サッチャとレーガンに象徴される新自由主義経済が、これほど苛酷なものだと思わなかったのは、私を含む多くの日本人にとってまことに迂闊なことだった。
日本は、1960年代から1970年代にかけて、新自由主義とはかなり異なる方向である、福祉国家的な国づくりを進めてきた。
それを可能にしたのは、高度経済成長だった。
自民党政権がそれを望むか否かにかかわらず、福祉的施策の充実を要求する野党の要求は根強かったし、増え続ける税収が、その実行を可能にした。

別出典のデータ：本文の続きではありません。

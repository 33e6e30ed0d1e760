use actix_web::{HttpResponse, web};
use chrono::{NaiveDate, NaiveDateTime};
use serde::Serialize;
use sqlx::MySqlPool;
use utoipa::ToSchema;

use crate::{
    api::{
        attendance::fetch_user_attendance, leave_request::fetch_user_leaves, month_label,
        now_local, payment::current_payment_status,
    },
    auth::auth::AuthUser,
    billing::{
        BillingCycle, anchor_cache, approved_leave_count, compute_current_cycle_attendance,
        compute_estimated_bill,
        cycle::{anchor_date, attendance_in_cycle},
    },
    config::Config,
    error::ApiError,
    model::{attendance::AttendanceRecord, leave_request::LeaveRequest, payment::PaymentStatus},
};

#[derive(Debug, Serialize, ToSchema, PartialEq)]
pub struct BillingSummary {
    #[schema(example = 7)]
    pub user_id: u64,
    /// Absent until the member has attended at least once
    pub cycle: Option<BillingCycle>,
    #[schema(example = 20)]
    pub cycle_attendance: usize,
    /// Approved leaves requested in the current calendar month
    #[schema(example = 1)]
    pub approved_leaves: usize,
    #[schema(example = 80.0)]
    pub per_meal_rate: f64,
    /// May be negative; clients decide whether to show it floored at zero
    #[schema(example = 1520.0)]
    pub estimated_bill: f64,
    #[schema(example = "January 2026")]
    pub month: String,
    #[schema(example = "pending", nullable = true)]
    pub payment_status: Option<PaymentStatus>,
}

/// Builds the summary from a snapshot. A `stable_anchor` earlier than the
/// snapshot's own anchor wins, so a partial snapshot cannot move the cycle.
pub fn summarize(
    user_id: u64,
    records: &[AttendanceRecord],
    leaves: &[LeaveRequest],
    stable_anchor: Option<NaiveDate>,
    now: NaiveDateTime,
    per_meal_rate: f64,
) -> BillingSummary {
    let mut attendance = compute_current_cycle_attendance(records, now);
    if let (Some(anchor), Some(cycle)) = (stable_anchor, attendance.cycle) {
        if anchor < cycle.anchor_date {
            attendance = attendance_in_cycle(records, BillingCycle::for_anchor(anchor, now.date()));
        }
    }

    BillingSummary {
        user_id,
        cycle: attendance.cycle,
        cycle_attendance: attendance.count(),
        approved_leaves: approved_leave_count(leaves, now),
        per_meal_rate,
        estimated_bill: compute_estimated_bill(&attendance.records, leaves, now, per_meal_rate),
        month: month_label(now),
        payment_status: None,
    }
}

async fn billing_summary_for(
    user_id: u64,
    pool: &MySqlPool,
    config: &Config,
) -> Result<BillingSummary, ApiError> {
    let now = now_local();
    let records = fetch_user_attendance(pool, user_id).await?;
    let leaves = fetch_user_leaves(pool, user_id).await?;

    let anchor = match anchor_date(&records) {
        Some(observed) => Some(anchor_cache::stabilize(user_id, observed).await),
        None => None,
    };

    let mut summary = summarize(user_id, &records, &leaves, anchor, now, config.meal_rate);
    summary.payment_status = current_payment_status(pool, user_id, &summary.month).await?;

    tracing::debug!(
        user_id,
        cycle_attendance = summary.cycle_attendance,
        estimated_bill = summary.estimated_bill,
        "Billing summary computed"
    );

    Ok(summary)
}

/// Current billing cycle and estimated bill of the caller
#[utoipa::path(
    get,
    path = "/api/billing/summary",
    responses(
        (status = 200, description = "Billing summary", body = BillingSummary),
        (status = 401, description = "Unauthorized")
    ),
    security(("bearer_auth" = [])),
    tag = "Billing"
)]
pub async fn my_summary(
    auth: AuthUser,
    pool: web::Data<MySqlPool>,
    config: web::Data<Config>,
) -> Result<HttpResponse, ApiError> {
    let summary = billing_summary_for(auth.user_id, pool.get_ref(), config.get_ref()).await?;
    Ok(HttpResponse::Ok().json(summary))
}

/// Billing summary of any member (admin)
#[utoipa::path(
    get,
    path = "/api/billing/summary/{user_id}",
    params(("user_id" = u64, Path, description = "Member id")),
    responses(
        (status = 200, description = "Billing summary", body = BillingSummary),
        (status = 403, description = "Forbidden")
    ),
    security(("bearer_auth" = [])),
    tag = "Billing"
)]
pub async fn member_summary(
    auth: AuthUser,
    pool: web::Data<MySqlPool>,
    config: web::Data<Config>,
    path: web::Path<u64>,
) -> Result<HttpResponse, ApiError> {
    let user_id = auth.resolve_target(Some(path.into_inner()))?;
    let summary = billing_summary_for(user_id, pool.get_ref(), config.get_ref()).await?;
    Ok(HttpResponse::Ok().json(summary))
}

#[cfg(test)]
mod tests {
    use super::*;

    fn day(y: i32, m: u32, d: u32) -> NaiveDate {
        NaiveDate::from_ymd_opt(y, m, d).unwrap()
    }

    fn record(id: u64, date: &str) -> AttendanceRecord {
        AttendanceRecord {
            id,
            user_id: 7,
            user_email: "asha@hostel.in".into(),
            date: Some(date.into()),
            marked_at: None,
            qr_id: None,
            meal_type: "general".into(),
        }
    }

    fn approved_leave(requested: NaiveDateTime) -> LeaveRequest {
        LeaveRequest {
            id: 1,
            user_id: 7,
            user_email: "asha@hostel.in".into(),
            start_date: requested.date(),
            end_date: requested.date(),
            reason: "home".into(),
            meal_type: "both".into(),
            status: "approved".into(),
            requested_at: Some(requested),
            responded_at: None,
            responded_by: None,
        }
    }

    #[test]
    fn no_attendance_means_no_cycle_and_no_bill() {
        let now = day(2026, 1, 10).and_hms_opt(9, 0, 0).unwrap();
        let summary = summarize(7, &[], &[], None, now, 80.0);
        assert_eq!(summary.cycle, None);
        assert_eq!(summary.cycle_attendance, 0);
        assert_eq!(summary.estimated_bill, 0.0);
        assert_eq!(summary.month, "January 2026");
    }

    #[test]
    fn bill_nets_out_this_months_approved_leave() {
        let now = day(2024, 2, 5).and_hms_opt(20, 0, 0).unwrap();
        let records = vec![
            record(1, "2024-01-01"),
            record(2, "2024-02-01"),
            record(3, "2024-02-05"),
        ];
        let leaves = vec![approved_leave(day(2024, 2, 2).and_hms_opt(8, 0, 0).unwrap())];

        let summary = summarize(7, &records, &leaves, anchor_date(&records), now, 80.0);
        assert_eq!(summary.cycle.unwrap().window_start, day(2024, 1, 31));
        assert_eq!(summary.cycle_attendance, 2);
        assert_eq!(summary.approved_leaves, 1);
        assert_eq!(summary.estimated_bill, 80.0);
    }

    #[test]
    fn stabilized_anchor_overrides_the_snapshot() {
        let now = day(2024, 2, 5).and_hms_opt(20, 0, 0).unwrap();
        // Snapshot is missing the member's first day (2024-01-01).
        let records = vec![record(2, "2024-02-01"), record(3, "2024-02-05")];

        let summary = summarize(7, &records, &[], Some(day(2024, 1, 1)), now, 80.0);
        let cycle = summary.cycle.unwrap();
        assert_eq!(cycle.anchor_date, day(2024, 1, 1));
        assert_eq!(cycle.window_start, day(2024, 1, 31));
        assert_eq!(summary.cycle_attendance, 2);
    }
}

それができなければおそらく、政権がもたなかっただろう。
この時期の保守政治家がそうした現実を前にして、自らの理念をどのように形成していったかは、ちょっと関心がなくもない。
酷薄な時代の幕を開けたのはいうまでもなく中曽根政権で、その象徴が国鉄の民営化(と国鉄労働運動の解体)だった。
ここで国民的な反撃をしなかったのが、ひょっとすると日本を破滅させる致命的な判断ミスだったかも知れない。
1990年代にアメリカ社会は、弱肉強食化の様相を強めていった。
日本社会もそれに続いたが、本格的な変質は2000年代の小泉政権の登場を待たねばならなかった。
小泉時代以来の新自由主義化はその後も継続しているから、日本社会の分裂は今後、さらに深刻になっていくだろう。
この本に描かれているのは、日本の未来図でもある。
アメリカではまず、食が崩壊している。
世界最大の農業国でありながら、貧困層はジャンクフード漬けとなり、空腹と肥満が蔓延している。
おぞましく、悲惨なことだ。
土をチマチマとかき混ぜ、雑草の繁茂を嘆きながら、太陽と大地の恵みを得るという真っ当な暮らしに、いつか戻りたいと思ったって、こうなっては遅すぎる。
そして、医療の崩壊。
一度、病気や怪我をすれば、人生が終わるという社会など、とても考えられないのだが、医療への国家の関与を極力減らしてしまえば、そうなってしまうのである。
中流以下の人々は、一度の病気・怪我だけで、最貧困層に転落する。
医療費が高額すぎるのである。
盲腸手術が、一日の入院で約200万円を請求されるというなど、あり得ない気がするが、それが現実らしい。
貧困層の子どもたち・若者たちは、軍隊に入る以外に、まともに生きていける道はない。
軍に入れば生命の保障はなく、放射能被爆や精神的荒廃についても、自己責任で対処しなければならない。
若者がまともに生きていける見通しを持てないとは、何と酷薄な社会だろう。
こうした現実は、歴然たる格差によって生みだされつつある。
日本の未来をどうするのか、考えなければならないのは、今をおいて他にない。